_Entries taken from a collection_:

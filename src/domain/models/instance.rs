//! Project instance model.

use std::path::{Path, PathBuf};

/// A materialized, parameter-specific copy of a project template,
/// consumed as job input.
#[derive(Debug, Clone, PartialEq, Eq)]
pub struct Instance {
    /// Template this instance was copied from.
    pub template: String,
    /// Varied parameter id (`none` when nothing is varied).
    pub param_id: String,
    /// Varied parameter value (`none` when nothing is varied).
    pub param_value: String,
    /// Canonical instance name: `{template}_{id}_{value}`.
    pub name: String,
    /// Directory under the instances area.
    pub dir: PathBuf,
}

impl Instance {
    /// Derive the instance for (template, id, value). When either side of
    /// the parameter selection is `none`, both collapse to `none`.
    pub fn new(template: &str, param_id: &str, param_value: &str, instances_root: &Path) -> Self {
        let (id, value) = if param_id == "none" || param_value == "none" {
            ("none", "none")
        } else {
            (param_id, param_value)
        };
        let name = format!("{template}_{id}_{value}");
        let dir = instances_root.join(&name);
        Self {
            template: template.to_string(),
            param_id: id.to_string(),
            param_value: value.to_string(),
            name,
            dir,
        }
    }

    /// Whether this instance varies a parameter at all.
    pub fn is_parametrized(&self) -> bool {
        self.param_value != "none"
    }
}
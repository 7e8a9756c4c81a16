//! Worker entry point: execute one job record to completion.
//!
//! Spawned by the scheduler with the record path as sole positional
//! argument. The exit status is deliberately not part of the contract;
//! the outcome lives in the record itself. A fatal abort (for instance a
//! missing input directory) exits non-zero and leaves the record in the
//! in-progress area for inspection.

use anyhow::Result;

use perfrig::cli::{self, WorkerArgs};
use perfrig::domain::models::LoggingConfig;
use perfrig::infrastructure::logging;
use perfrig::services::ExecutionWrapper;

#[tokio::main]
async fn main() {
    let args: WorkerArgs = cli::parse_or_usage();
    if let Err(err) = run(args).await {
        eprintln!("perfrig-worker: {err:#}");
        std::process::exit(1);
    }
}

async fn run(args: WorkerArgs) -> Result<()> {
    let _guard = logging::init(&LoggingConfig::default(), args.verbose)?;

    let mut wrapper = ExecutionWrapper::bind(&args.record).await?;
    wrapper.run().await?;
    Ok(())
}
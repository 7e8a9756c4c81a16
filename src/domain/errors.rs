//! Domain errors for the perfrig system.

use std::path::PathBuf;
use thiserror::Error;

/// Errors produced by the job coordination core.
#[derive(Debug, Error)]
pub enum RigError {
    #[error("lock {path} is busy")]
    LockBusy { path: PathBuf },

    #[error(
        "lock {path} not acquired within {timeout_secs}s \
         (last holder pid {holder_pid:?}, alive: {holder_alive})"
    )]
    LockTimeout {
        path: PathBuf,
        timeout_secs: u64,
        holder_pid: Option<i32>,
        holder_alive: bool,
    },

    #[error("input directory missing: {0}")]
    InputMissing(PathBuf),

    #[error("record path {0} is not inside a job area")]
    OrphanRecord(PathBuf),

    #[error("resource descriptor {path} is malformed: {reason}")]
    BadDescriptor { path: PathBuf, reason: String },

    #[error("unknown adapter: {0}")]
    UnknownAdapter(String),

    #[error("failed to spawn worker for {record}: {source}")]
    SpawnFailed {
        record: String,
        source: std::io::Error,
    },

    #[error(transparent)]
    Io(#[from] std::io::Error),
}

pub type RigResult<T> = Result<T, RigError>;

_ASSIGNMENT_: Locate the lines above that contain "PathBuf" and copy them.

_WRITTEN SOLUTION_:
use std::path::{Path, PathBuf};
    pub dir: PathBuf,
use std::path::PathBuf;
    LockBusy { path: PathBuf },
        path: PathBuf,
    InputMissing(PathBuf),
    OrphanRecord(PathBuf),
    BadDescriptor { path: PathBuf, reason: String },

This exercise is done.